(The data)

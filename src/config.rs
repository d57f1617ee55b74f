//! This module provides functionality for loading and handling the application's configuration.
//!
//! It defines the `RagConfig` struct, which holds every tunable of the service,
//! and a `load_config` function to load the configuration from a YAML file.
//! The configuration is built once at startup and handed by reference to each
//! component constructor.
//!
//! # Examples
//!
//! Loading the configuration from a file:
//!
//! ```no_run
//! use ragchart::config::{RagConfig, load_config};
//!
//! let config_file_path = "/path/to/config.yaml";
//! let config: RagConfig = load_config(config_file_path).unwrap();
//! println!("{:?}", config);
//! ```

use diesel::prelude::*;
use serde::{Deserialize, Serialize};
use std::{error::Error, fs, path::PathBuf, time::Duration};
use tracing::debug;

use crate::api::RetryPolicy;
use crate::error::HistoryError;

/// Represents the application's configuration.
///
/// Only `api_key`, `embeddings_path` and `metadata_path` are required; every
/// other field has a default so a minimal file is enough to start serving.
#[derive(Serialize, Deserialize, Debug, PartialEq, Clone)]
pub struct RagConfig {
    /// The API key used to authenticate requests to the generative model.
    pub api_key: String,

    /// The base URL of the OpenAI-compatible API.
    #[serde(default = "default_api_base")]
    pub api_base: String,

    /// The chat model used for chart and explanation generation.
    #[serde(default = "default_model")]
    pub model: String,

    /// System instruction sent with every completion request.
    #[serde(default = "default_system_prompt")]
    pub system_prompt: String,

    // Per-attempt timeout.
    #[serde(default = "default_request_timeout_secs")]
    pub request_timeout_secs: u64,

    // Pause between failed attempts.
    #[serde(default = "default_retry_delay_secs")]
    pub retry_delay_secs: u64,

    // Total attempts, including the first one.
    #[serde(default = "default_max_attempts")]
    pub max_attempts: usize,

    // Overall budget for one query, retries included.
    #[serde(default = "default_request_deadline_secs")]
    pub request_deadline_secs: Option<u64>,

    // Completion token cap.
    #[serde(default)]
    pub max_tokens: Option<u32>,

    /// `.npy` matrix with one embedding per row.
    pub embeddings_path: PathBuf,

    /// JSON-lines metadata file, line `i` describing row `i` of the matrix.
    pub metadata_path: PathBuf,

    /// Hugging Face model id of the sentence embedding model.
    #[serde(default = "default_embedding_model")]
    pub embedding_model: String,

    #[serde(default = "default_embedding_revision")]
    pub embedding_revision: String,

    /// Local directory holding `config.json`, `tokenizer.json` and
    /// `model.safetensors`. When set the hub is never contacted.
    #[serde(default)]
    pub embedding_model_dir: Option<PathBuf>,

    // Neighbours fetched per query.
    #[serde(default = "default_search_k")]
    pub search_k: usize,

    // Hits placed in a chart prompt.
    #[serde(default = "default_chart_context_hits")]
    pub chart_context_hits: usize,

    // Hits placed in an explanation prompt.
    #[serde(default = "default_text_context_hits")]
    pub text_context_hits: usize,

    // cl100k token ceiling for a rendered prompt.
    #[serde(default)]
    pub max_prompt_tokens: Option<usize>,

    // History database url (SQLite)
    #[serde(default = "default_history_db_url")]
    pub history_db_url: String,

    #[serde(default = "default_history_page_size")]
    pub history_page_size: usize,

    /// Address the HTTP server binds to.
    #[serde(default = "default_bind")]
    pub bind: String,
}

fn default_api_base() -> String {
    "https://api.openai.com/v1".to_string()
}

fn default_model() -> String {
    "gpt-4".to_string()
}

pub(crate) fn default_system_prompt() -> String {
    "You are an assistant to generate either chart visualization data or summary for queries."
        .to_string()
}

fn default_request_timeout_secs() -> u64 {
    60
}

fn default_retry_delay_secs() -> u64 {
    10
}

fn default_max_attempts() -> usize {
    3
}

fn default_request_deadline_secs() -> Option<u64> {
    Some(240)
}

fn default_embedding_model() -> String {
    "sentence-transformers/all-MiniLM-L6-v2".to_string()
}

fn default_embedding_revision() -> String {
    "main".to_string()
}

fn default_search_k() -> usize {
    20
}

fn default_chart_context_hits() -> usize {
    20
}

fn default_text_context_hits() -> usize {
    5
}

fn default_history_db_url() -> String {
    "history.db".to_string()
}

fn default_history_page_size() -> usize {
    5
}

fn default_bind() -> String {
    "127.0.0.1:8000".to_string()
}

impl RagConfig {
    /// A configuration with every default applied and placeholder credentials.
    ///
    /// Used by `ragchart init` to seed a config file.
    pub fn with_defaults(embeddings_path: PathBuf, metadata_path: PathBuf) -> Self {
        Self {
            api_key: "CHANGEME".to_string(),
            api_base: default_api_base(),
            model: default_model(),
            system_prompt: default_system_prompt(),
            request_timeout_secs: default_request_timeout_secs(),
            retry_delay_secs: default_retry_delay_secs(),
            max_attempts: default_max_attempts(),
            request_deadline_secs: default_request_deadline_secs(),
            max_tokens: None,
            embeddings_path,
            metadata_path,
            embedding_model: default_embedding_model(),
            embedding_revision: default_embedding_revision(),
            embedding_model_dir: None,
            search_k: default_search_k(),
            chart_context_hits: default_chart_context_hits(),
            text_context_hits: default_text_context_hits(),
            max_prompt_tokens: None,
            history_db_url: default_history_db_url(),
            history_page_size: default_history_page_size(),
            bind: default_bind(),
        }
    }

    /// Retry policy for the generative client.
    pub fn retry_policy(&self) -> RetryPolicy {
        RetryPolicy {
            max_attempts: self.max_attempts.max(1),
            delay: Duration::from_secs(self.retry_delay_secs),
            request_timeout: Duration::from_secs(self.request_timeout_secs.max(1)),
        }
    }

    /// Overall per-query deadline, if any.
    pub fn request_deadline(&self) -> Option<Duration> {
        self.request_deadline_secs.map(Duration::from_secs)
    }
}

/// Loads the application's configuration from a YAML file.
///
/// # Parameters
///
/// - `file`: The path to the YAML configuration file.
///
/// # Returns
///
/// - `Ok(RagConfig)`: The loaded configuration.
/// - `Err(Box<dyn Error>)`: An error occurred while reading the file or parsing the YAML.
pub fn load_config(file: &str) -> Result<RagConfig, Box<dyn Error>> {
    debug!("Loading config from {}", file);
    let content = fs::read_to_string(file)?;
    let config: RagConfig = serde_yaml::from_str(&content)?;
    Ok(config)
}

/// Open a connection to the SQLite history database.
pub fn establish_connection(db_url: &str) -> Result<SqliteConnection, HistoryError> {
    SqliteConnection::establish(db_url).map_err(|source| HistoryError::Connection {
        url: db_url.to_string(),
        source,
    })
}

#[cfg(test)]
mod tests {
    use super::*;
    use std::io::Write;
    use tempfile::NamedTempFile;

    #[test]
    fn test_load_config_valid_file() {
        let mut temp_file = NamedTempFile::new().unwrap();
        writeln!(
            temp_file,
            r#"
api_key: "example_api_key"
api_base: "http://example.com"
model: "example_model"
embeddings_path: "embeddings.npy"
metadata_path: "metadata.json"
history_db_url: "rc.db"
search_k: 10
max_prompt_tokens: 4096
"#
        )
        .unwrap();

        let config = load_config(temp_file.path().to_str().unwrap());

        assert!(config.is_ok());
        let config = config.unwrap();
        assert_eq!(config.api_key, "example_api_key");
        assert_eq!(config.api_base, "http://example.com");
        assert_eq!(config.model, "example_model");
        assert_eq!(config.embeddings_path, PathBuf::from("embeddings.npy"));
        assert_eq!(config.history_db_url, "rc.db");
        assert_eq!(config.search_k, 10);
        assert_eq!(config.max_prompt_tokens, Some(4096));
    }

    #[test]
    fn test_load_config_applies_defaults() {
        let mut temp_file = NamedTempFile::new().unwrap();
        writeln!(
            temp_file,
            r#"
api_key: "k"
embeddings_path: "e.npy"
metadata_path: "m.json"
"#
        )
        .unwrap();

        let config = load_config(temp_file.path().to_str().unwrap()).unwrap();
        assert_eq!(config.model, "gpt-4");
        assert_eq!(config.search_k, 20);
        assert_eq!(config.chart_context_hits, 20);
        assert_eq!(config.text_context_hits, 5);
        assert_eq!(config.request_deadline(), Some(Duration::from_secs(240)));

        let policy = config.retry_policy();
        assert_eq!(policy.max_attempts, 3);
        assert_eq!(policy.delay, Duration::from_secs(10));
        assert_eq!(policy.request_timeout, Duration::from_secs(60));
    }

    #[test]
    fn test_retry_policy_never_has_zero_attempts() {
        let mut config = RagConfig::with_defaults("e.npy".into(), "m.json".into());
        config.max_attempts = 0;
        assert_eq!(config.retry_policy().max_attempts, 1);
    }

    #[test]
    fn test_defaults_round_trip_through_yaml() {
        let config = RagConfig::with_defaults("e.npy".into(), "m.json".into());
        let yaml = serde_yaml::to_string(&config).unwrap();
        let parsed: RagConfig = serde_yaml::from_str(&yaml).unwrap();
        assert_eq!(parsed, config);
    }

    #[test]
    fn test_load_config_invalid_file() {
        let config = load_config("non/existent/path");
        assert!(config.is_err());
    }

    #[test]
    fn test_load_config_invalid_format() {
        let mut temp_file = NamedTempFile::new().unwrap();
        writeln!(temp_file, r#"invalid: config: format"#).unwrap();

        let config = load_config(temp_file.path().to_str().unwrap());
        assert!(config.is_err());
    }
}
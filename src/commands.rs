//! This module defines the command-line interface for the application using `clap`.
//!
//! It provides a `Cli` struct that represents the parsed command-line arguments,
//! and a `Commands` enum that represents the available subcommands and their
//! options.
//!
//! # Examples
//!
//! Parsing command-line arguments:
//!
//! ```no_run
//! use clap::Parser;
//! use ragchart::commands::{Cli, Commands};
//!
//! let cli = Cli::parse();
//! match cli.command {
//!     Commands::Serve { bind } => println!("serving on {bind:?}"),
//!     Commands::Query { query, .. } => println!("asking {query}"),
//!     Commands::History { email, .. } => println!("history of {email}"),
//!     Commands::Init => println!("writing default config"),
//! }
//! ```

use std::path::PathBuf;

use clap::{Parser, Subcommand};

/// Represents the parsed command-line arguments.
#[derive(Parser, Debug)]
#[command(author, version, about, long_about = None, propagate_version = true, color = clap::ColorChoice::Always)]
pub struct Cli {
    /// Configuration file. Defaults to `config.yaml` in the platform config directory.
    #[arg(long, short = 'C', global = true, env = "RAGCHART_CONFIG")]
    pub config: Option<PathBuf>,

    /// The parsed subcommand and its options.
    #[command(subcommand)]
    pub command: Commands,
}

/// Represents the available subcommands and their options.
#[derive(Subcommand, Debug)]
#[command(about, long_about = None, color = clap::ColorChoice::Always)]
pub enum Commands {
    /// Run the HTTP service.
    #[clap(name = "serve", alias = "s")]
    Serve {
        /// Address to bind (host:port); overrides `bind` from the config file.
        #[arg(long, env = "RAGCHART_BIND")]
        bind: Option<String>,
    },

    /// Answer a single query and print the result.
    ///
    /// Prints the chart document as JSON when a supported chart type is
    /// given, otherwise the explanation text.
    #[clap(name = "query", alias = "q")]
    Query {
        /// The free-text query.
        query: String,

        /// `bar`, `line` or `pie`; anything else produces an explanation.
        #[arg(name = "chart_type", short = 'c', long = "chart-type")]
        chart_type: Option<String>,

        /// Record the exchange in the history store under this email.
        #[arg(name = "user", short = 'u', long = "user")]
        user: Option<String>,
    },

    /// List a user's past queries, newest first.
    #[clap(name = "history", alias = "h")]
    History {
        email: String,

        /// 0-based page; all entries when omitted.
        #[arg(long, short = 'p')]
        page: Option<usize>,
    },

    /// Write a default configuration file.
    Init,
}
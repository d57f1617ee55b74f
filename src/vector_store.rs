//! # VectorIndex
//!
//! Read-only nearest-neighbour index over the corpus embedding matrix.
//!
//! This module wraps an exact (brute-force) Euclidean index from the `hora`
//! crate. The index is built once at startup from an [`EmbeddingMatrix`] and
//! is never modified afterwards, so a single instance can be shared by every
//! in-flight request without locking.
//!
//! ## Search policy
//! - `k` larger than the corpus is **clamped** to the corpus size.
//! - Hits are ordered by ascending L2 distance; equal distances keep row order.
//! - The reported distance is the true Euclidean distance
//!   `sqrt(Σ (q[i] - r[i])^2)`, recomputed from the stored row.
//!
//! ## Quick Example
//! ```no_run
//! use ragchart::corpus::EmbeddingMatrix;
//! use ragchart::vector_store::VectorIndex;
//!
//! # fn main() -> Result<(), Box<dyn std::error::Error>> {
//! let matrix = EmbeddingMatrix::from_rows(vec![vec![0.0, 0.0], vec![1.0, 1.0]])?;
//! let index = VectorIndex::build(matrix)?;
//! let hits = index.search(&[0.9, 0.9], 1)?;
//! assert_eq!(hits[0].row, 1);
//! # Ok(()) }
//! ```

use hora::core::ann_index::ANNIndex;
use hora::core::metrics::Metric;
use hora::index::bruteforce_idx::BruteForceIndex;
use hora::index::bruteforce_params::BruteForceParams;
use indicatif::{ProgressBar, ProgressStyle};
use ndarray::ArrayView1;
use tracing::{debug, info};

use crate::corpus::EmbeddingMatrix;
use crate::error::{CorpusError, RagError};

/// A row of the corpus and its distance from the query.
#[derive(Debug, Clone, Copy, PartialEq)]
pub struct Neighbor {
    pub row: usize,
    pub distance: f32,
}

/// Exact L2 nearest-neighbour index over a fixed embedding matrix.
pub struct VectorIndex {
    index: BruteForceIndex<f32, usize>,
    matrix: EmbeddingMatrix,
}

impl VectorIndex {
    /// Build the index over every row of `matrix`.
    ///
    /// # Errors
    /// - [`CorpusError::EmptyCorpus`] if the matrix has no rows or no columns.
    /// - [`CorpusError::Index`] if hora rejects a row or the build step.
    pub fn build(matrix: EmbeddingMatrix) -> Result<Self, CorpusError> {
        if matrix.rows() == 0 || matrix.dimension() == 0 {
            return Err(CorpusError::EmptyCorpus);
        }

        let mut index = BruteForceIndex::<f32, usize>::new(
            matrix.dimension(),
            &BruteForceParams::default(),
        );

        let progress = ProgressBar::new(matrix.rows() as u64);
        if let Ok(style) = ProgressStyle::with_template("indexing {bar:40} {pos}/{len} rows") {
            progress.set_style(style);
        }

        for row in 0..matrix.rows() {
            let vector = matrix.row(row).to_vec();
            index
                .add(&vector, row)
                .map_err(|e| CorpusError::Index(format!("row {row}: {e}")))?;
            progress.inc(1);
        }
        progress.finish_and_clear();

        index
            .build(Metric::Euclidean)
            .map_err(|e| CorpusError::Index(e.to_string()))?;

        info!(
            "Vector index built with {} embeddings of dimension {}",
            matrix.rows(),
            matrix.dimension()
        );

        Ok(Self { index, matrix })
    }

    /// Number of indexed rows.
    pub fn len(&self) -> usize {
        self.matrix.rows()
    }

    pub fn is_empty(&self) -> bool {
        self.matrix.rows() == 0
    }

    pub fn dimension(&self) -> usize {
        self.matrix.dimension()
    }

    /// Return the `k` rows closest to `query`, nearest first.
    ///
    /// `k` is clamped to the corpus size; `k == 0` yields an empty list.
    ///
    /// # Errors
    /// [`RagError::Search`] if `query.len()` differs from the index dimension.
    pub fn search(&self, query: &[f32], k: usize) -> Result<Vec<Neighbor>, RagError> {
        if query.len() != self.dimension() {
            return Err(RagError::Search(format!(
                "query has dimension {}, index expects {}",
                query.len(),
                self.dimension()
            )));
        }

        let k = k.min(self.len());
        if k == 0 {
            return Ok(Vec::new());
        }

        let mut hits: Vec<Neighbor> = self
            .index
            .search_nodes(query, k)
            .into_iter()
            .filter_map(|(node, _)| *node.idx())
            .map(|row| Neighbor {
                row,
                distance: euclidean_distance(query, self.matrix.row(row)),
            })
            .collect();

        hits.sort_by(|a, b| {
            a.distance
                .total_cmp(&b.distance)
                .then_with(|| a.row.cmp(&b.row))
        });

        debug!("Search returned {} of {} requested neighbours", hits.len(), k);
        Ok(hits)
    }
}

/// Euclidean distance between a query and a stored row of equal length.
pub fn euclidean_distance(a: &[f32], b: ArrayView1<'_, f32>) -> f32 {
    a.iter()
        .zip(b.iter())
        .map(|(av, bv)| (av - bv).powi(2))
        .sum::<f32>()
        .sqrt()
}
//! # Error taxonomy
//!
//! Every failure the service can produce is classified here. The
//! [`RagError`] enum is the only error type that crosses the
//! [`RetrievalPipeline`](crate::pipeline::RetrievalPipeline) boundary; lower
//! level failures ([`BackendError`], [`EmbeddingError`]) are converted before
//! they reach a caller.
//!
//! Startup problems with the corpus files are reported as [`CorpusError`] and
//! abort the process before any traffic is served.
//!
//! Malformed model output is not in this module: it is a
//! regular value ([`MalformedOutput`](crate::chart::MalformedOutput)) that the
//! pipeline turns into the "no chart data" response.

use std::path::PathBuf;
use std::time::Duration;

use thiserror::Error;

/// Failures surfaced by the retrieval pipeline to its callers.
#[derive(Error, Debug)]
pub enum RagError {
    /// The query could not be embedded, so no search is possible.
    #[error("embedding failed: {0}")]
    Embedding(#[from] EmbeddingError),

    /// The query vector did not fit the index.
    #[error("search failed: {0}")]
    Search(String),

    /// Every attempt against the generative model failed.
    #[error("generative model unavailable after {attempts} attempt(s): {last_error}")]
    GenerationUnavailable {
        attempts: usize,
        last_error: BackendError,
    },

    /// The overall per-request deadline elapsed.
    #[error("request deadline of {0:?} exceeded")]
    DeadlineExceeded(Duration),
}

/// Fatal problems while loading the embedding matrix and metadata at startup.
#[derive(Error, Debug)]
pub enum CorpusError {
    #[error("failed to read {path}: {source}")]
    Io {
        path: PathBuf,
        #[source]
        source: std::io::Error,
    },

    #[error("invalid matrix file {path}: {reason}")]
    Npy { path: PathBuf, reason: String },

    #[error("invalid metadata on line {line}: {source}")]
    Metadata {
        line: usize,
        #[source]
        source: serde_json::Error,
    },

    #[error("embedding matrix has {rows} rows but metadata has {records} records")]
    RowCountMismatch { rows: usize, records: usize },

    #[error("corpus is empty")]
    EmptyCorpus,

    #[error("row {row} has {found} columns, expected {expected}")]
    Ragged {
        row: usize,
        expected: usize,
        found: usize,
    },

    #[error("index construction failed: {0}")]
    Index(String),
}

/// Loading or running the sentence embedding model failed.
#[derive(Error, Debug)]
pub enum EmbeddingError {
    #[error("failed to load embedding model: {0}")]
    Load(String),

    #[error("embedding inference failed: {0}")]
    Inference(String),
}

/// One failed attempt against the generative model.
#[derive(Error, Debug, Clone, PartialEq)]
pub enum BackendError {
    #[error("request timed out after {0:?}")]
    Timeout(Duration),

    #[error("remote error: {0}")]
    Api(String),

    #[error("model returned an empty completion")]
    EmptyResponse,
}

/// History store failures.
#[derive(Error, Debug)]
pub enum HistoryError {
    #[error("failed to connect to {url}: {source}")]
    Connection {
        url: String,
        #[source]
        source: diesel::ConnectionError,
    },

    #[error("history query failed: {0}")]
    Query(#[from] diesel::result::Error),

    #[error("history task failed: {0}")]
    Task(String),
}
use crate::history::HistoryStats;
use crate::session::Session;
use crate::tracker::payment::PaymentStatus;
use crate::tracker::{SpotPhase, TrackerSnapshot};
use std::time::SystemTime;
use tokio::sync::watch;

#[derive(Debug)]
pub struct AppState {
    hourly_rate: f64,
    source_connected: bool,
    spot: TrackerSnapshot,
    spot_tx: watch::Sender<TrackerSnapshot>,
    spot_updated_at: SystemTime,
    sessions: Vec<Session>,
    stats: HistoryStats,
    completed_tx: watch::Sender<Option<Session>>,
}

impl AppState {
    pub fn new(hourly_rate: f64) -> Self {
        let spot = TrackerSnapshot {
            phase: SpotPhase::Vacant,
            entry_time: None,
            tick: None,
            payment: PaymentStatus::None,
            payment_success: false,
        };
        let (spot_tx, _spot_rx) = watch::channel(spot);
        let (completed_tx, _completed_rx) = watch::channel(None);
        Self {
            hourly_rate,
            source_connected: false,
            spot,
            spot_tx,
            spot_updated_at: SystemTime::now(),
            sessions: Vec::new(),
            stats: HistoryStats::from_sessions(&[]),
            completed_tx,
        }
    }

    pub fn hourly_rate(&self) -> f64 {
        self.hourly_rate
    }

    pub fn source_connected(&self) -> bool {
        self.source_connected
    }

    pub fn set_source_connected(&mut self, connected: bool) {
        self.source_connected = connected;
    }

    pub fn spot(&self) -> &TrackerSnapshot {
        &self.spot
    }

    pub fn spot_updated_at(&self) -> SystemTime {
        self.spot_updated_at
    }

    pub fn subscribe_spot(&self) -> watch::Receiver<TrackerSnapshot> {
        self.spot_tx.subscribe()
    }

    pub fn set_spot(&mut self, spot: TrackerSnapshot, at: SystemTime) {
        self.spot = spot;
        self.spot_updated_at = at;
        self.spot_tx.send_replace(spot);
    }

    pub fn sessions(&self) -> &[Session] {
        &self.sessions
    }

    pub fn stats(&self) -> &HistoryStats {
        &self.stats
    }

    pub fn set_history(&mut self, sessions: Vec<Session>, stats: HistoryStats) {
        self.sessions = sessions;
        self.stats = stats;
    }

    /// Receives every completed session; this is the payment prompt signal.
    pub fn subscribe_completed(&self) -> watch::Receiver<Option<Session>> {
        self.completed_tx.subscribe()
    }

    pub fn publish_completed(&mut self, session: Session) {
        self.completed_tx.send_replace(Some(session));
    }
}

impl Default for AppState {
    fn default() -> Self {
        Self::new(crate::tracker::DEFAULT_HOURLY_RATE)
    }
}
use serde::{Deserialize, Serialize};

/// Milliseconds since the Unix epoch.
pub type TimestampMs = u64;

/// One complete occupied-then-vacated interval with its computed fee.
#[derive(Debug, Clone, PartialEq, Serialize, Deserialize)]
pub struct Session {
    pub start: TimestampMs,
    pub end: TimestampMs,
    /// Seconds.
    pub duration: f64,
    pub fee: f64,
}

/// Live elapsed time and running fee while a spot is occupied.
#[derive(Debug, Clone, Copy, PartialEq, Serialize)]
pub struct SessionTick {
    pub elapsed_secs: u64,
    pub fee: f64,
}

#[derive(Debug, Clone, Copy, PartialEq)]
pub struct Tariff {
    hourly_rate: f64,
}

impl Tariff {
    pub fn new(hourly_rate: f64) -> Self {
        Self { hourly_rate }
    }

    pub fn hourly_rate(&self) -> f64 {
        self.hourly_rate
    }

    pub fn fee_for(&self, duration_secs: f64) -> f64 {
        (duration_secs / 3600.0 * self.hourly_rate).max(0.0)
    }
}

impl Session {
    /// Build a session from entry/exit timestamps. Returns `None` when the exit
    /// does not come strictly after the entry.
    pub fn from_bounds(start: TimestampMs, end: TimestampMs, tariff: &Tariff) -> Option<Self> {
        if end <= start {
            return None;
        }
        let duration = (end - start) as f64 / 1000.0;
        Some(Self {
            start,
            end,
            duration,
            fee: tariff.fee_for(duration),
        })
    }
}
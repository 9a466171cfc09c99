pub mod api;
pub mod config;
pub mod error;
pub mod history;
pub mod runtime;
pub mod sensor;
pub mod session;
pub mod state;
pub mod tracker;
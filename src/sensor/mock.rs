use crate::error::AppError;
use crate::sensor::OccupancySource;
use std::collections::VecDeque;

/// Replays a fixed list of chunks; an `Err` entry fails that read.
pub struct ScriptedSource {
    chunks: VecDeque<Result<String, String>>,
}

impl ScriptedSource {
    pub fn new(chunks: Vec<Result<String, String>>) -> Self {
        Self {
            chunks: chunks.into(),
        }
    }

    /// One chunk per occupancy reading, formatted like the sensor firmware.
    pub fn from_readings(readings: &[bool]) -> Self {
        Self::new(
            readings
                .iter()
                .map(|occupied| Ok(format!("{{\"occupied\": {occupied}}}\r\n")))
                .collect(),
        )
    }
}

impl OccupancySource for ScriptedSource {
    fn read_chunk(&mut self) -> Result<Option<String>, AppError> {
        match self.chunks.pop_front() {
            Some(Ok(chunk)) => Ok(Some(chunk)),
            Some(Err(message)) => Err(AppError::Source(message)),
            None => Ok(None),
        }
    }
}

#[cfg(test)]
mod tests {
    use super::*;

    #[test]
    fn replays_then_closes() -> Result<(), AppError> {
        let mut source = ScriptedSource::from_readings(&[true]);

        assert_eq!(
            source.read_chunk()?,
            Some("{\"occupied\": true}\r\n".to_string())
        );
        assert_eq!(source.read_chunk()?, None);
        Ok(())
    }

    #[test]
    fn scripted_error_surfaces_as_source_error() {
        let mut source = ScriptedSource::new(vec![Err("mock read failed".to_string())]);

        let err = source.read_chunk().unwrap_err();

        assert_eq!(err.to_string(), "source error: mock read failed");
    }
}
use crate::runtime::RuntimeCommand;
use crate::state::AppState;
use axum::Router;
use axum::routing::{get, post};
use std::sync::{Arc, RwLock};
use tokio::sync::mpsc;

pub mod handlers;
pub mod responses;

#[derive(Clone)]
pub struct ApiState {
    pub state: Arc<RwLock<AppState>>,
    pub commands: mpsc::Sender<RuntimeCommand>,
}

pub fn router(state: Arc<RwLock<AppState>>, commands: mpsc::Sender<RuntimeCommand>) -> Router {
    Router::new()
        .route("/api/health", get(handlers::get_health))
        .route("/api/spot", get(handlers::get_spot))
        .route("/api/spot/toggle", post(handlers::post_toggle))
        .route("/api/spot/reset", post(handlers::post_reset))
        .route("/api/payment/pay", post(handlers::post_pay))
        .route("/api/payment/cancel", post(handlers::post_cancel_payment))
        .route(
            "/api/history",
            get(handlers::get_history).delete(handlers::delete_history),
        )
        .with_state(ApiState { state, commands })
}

(End The data)

> _Work required_:
Exactly as written, please transcribe the lines from the start of the records above to the line that holds "to the generative model.", both ends included.

> _Answer to the problem_:
filename src/config.rs
repository d57f1617ee55b74f
//! This module provides functionality for loading and handling the application's configuration.
//!
//! It defines the `RagConfig` struct, which holds every tunable of the service,
//! and a `load_config` function to load the configuration from a YAML file.
//! The configuration is built once at startup and handed by reference to each
//! component constructor.
//!
//! # Examples
//!
//! Loading the configuration from a file:
//!
//! ```no_run
//! use ragchart::config::{RagConfig, load_config};
//!
//! let config_file_path = "/path/to/config.yaml";
//! let config: RagConfig = load_config(config_file_path).unwrap();
//! println!("{:?}", config);
//! ```

use diesel::prelude::*;
use serde::{Deserialize, Serialize};
use std::{error::Error, fs, path::PathBuf, time::Duration};
use tracing::debug;

use crate::api::RetryPolicy;
use crate::error::HistoryError;

/// Represents the application's configuration.
///
/// Only `api_key`, `embeddings_path` and `metadata_path` are required; every
/// other field has a default so a minimal file is enough to start serving.
#[derive(Serialize, Deserialize, Debug, PartialEq, Clone)]
pub struct RagConfig {
    /// The API key used to authenticate requests to the generative model.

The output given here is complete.